LGBTQ+ children and young people

The acronym ‘LGBTQ+’ refers to people that identify as lesbian, gay, bisexual, transgender, queer or questioning. The + refers to an inclusive term for people who do not feel that they fit into traditional categories of sexuality or gender.

While being a member of the LGBTQ+ community is not automatically a risk factor for poor mental health, evidence suggests that LGBTQ+ young people may be more susceptible to mental health problems.

A research project into the mental health of LGBTQ+ young people, conducted by Youth Chances, found that LGBTQ young people report significantly higher levels of mental health problems including depression and anxiety, self-harm and suicidal thoughts.

52% of LGBTQ people reported self-harming, compared to 35% of heterosexual non-trans young people. 44% of the LGBTQ+ young people surveyed reported suicidal thoughts, compared to 26% of heterosexual respondents.

How does identifying as LGBTQ+ affect children and young people’s mental health?

There are a range of complex risk factors that affect LGBTQ+ children and young people and contribute to the disproportionately high level of mental health difficulties in this community. These risk factors include:

  • Discrimination and bullying: Research has found that nearly half of children and young people who identify as LGBTQ+ are subject to bullying in school.
  • Hate crime: People who identify as LGBTQ+ are more likely to experience hate crimes or act of violence compared to heterosexual people.
  • Isolation within the community: Identifying as LGBTQ+ can lead to children and young people feeling isolated and on the outside of friendship groups at school and at external clubs or activities. They can struggle with finding friendships where they feel accepted and comfortable.
  • Coming out: Whilst the coming out process can be a liberating process for children and young people, it can also be a highly stressful and challenging time or a combination of both. It can also be a process that happens numerous times within their childhood.
  • Discrimination in healthcare: LGBTQ+ children and young people and their parents or carers may experience discrimination. As a result, this may affect their ability to access services and the same level of support as the general population, for both their physical and mental health needs.
  • Family problems: Some children and young people who identify as LGBTQ+ are rejected by their family and support network which may be due to conflicting religious or cultural beliefs and values. This can even lead to homelessness - nearly 1 in 10 LGBTQ+ young people have had to leave home for reasons relating to their sexuality or gender identity.

How can schools and further education settings support LGBTQ+ students?

If you are at all concerned about a child or young person, you should always speak to your designated safeguarding lead as a matter of priority. They will be able to advise on suitable next steps, and speaking to them about any concerns should always be the first action you take, ahead of any of the suggestions on this page.

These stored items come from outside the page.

//! SoundCloud playback counts.
//!
//! SoundCloud offers several ways in, depending on which credentials are
//! configured. They are tried as an ordered chain of [`SoundCloudStrategy`]
//! steps; the first one that yields a count ends the chain.

use crate::client::{expect_status, read_json, redirect_target, status_code, PlayCountClient};
use crate::config::{
    Credentials, SOUNDCLOUD_CLIENT_ID, SOUNDCLOUD_CLIENT_SECRET, SOUNDCLOUD_OAUTH_TOKEN,
};
use crate::{PlaysError, Result};
use regex::Regex;
use serde::Deserialize;
use std::sync::LazyLock;

static QUOTED_PLAYBACK_COUNT: LazyLock<Regex> =
    LazyLock::new(|| Regex::new(r#""playback_count"\s*:\s*([0-9]+)"#).unwrap());
static BARE_PLAYBACK_COUNT: LazyLock<Regex> =
    LazyLock::new(|| Regex::new(r"playback_count\s*:\s*([0-9]+)").unwrap());

// A missing or null count decodes as 0 and still ends the chain.
#[derive(Debug, Deserialize)]
struct Track {
    #[serde(default)]
    playback_count: Option<u64>,
}

impl Track {
    fn plays(&self) -> u64 {
        self.playback_count.unwrap_or_default()
    }
}

#[derive(Debug, Deserialize)]
struct AccessToken {
    #[serde(default)]
    access_token: String,
}

/// One way of obtaining a SoundCloud playback count.
#[derive(Debug, Clone, Copy, PartialEq, Eq)]
pub enum SoundCloudStrategy {
    /// Resolve API with a pre-issued OAuth token.
    Token,
    /// Exchange client id and secret for a token, then resolve with it.
    ClientCredentials,
    /// Resolve API with a bare `client_id` query parameter.
    LegacyClientId,
    /// Scrape `playback_count` out of the public track page.
    HtmlScrape,
}

impl SoundCloudStrategy {
    /// Strategies in the order they are attempted.
    pub const CHAIN: [SoundCloudStrategy; 4] = [
        SoundCloudStrategy::Token,
        SoundCloudStrategy::ClientCredentials,
        SoundCloudStrategy::LegacyClientId,
        SoundCloudStrategy::HtmlScrape,
    ];
}

/// Find a `playback_count` value in raw page text.
///
/// The quoted JSON form is preferred; an unquoted key is accepted as a fallback.
pub fn scrape_playback_count(page: &str) -> Option<u64> {
    [&*QUOTED_PLAYBACK_COUNT, &*BARE_PLAYBACK_COUNT]
        .into_iter()
        .filter_map(|pattern| pattern.captures(page))
        .find_map(|caps| caps[1].parse::<u64>().ok())
}

fn required<'a>(value: &'a Option<String>, name: &'static str) -> Result<&'a str> {
    value
        .as_deref()
        .ok_or(PlaysError::MissingCredential(name))
}

impl PlayCountClient {
    /// SoundCloud playback count, walking [`SoundCloudStrategy::CHAIN`].
    ///
    /// Steps whose credentials are missing are skipped, failing steps fall
    /// through to the next one, and 0 is returned if nothing succeeds.
    pub async fn resolve_soundcloud(&self, url: &str) -> u64 {
        let credentials = self.credentials();

        for strategy in SoundCloudStrategy::CHAIN {
            match self.attempt_soundcloud(strategy, url, &credentials).await {
                Ok(plays) => {
                    log::debug!("SoundCloud playback_count ({strategy:?}): {plays}");
                    return plays;
                }
                Err(PlaysError::MissingCredential(name)) => {
                    log::debug!("{name} not set, skipping SoundCloud {strategy:?} step");
                }
                Err(e) => {
                    log::warn!("SoundCloud {strategy:?} step failed for {url}: {e}");
                }
            }
        }

        log::warn!("Could not determine SoundCloud playback_count for {url}");
        0
    }

    /// Run a single step of the chain.
    pub async fn attempt_soundcloud(
        &self,
        strategy: SoundCloudStrategy,
        url: &str,
        credentials: &Credentials,
    ) -> Result<u64> {
        match strategy {
            SoundCloudStrategy::Token => {
                let token = required(&credentials.soundcloud_oauth_token, SOUNDCLOUD_OAUTH_TOKEN)?;
                self.resolve_soundcloud_with_token(url, token).await
            }
            SoundCloudStrategy::ClientCredentials => {
                let client_id = required(&credentials.soundcloud_client_id, SOUNDCLOUD_CLIENT_ID)?;
                let client_secret =
                    required(&credentials.soundcloud_client_secret, SOUNDCLOUD_CLIENT_SECRET)?;
                let token = self
                    .exchange_soundcloud_credentials(client_id, client_secret)
                    .await?;
                self.resolve_soundcloud_with_token(url, &token).await
            }
            SoundCloudStrategy::LegacyClientId => {
                let client_id = required(&credentials.soundcloud_client_id, SOUNDCLOUD_CLIENT_ID)?;
                self.resolve_soundcloud_with_client_id(url, client_id).await
            }
            SoundCloudStrategy::HtmlScrape => {
                let page = self.fetch_page_text(url).await?;
                scrape_playback_count(&page).ok_or_else(|| {
                    PlaysError::Parse("no playback_count in SoundCloud page".to_string())
                })
            }
        }
    }

    fn soundcloud_resolve_url(&self, track_url: &str) -> String {
        format!(
            "{}/resolve?url={}",
            self.endpoints().soundcloud_api,
            urlencoding::encode(track_url)
        )
    }

    async fn resolve_soundcloud_with_token(&self, url: &str, token: &str) -> Result<u64> {
        let resolve_url = self.soundcloud_resolve_url(url);
        let mut response = self.get(&resolve_url, Some(token)).await?;

        match status_code(&response) {
            200 => {
                let track: Track = read_json(&mut response).await?;
                Ok(track.plays())
            }
            302 => {
                let target = redirect_target(&response, &resolve_url)?;
                log::debug!("Token resolve redirected to: {target}");

                let mut response = self.get(&target, Some(token)).await?;
                expect_status(&response, 200)?;
                let track: Track = read_json(&mut response).await?;
                Ok(track.plays())
            }
            code => Err(PlaysError::Status(code)),
        }
    }

    async fn exchange_soundcloud_credentials(
        &self,
        client_id: &str,
        client_secret: &str,
    ) -> Result<String> {
        let token_url = format!("{}/oauth2/token", self.endpoints().soundcloud_api);
        let mut response = self
            .post_form(
                &token_url,
                &[
                    ("client_id", client_id),
                    ("client_secret", client_secret),
                    ("grant_type", "client_credentials"),
                ],
            )
            .await?;
        expect_status(&response, 200)?;

        let token: AccessToken = read_json(&mut response).await?;
        if token.access_token.is_empty() {
            return Err(PlaysError::Auth(
                "token endpoint returned an empty access_token".to_string(),
            ));
        }
        log::debug!("Obtained SoundCloud OAuth token via client credentials");
        Ok(token.access_token)
    }

    async fn resolve_soundcloud_with_client_id(&self, url: &str, client_id: &str) -> Result<u64> {
        let resolve_url = format!(
            "{}&client_id={}",
            self.soundcloud_resolve_url(url),
            urlencoding::encode(client_id)
        );
        let mut response = self.get(&resolve_url, None).await?;

        match status_code(&response) {
            200 => {
                let track: Track = read_json(&mut response).await?;
                Ok(track.plays())
            }
            302 => {
                let target = redirect_target(&response, &resolve_url)?;
                log::debug!("Redirected to: {target}");

                let target = format!("{target}?client_id={}", urlencoding::encode(client_id));
                let mut response = self.get(&target, None).await?;
                let track: Track = read_json(&mut response).await?;
                Ok(track.plays())
            }
            401 => Err(PlaysError::Auth(
                "SoundCloud rejected client_id (401)".to_string(),
            )),
            code => Err(PlaysError::Status(code)),
        }
    }
}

There are a range of ways that education professionals can offer support to students that identify as LGBTQ+:

  • Build respectful relationships with children and young people, making it easier for them to ask for help and support if they need it
  • Listen to and respect the language people use to describe their identity, gender, sexual orientation and relationships.
  • Avoid making assumptions about people’s sexual orientation or gender identity. Instead, consider using gender neutral terms, for example ‘partner’ instead of ‘boyfriend/girlfriend’.
  • Assist the student to make connections with others who may have similar experiences can be helpful. This could include other young people that have mental health problems and/or with other LGBTQ+ young people in the community. This may include linking them with a local LGBTQ+ support group or online community.
  • Always take LGBTQ+ discrimination seriously. For example, by supporting students to report instances of hate-crime or bullying, or by establishing strong anti-discrimination policies in your school environment.
  • Speak about LGBTQ+ issues and support public LGBTQ+ events such as Pride Month within the school to help create a more open, comfortable and welcoming environment.
  • Help students access specialist LGBTQ+ mental health services
    • Guide the student to talk with their GP about a referral for talking therapies.
    • Assist students to self-refer to LGBTQ+ charity sector organisations who may also offer free or low-cost support.
    • Provide information on helplines and online support services.
    • Signpost students and families to private therapists if requested; the Pink Therapy online directory lists therapists who work with LGBTQ+ clients.
    • Support students to access help for suicidal feelings including crisis mental health services. 

How can schools support students who are questioning their sexuality or gender identity?

Some students may not be openly LGBTQ+, but may still be questioning their sexuality or gender identity. Schools can offer support to these students in many ways:

  • Don’t make assumptions. Let them tell you when they’re ready. Give them time and space to understand themselves, and to become more comfortable about sharing something so personal with you.
  • Ask questions, and then listen. Showing interest in how they see themselves, and in their experiences at school and in their social life, will help them open up.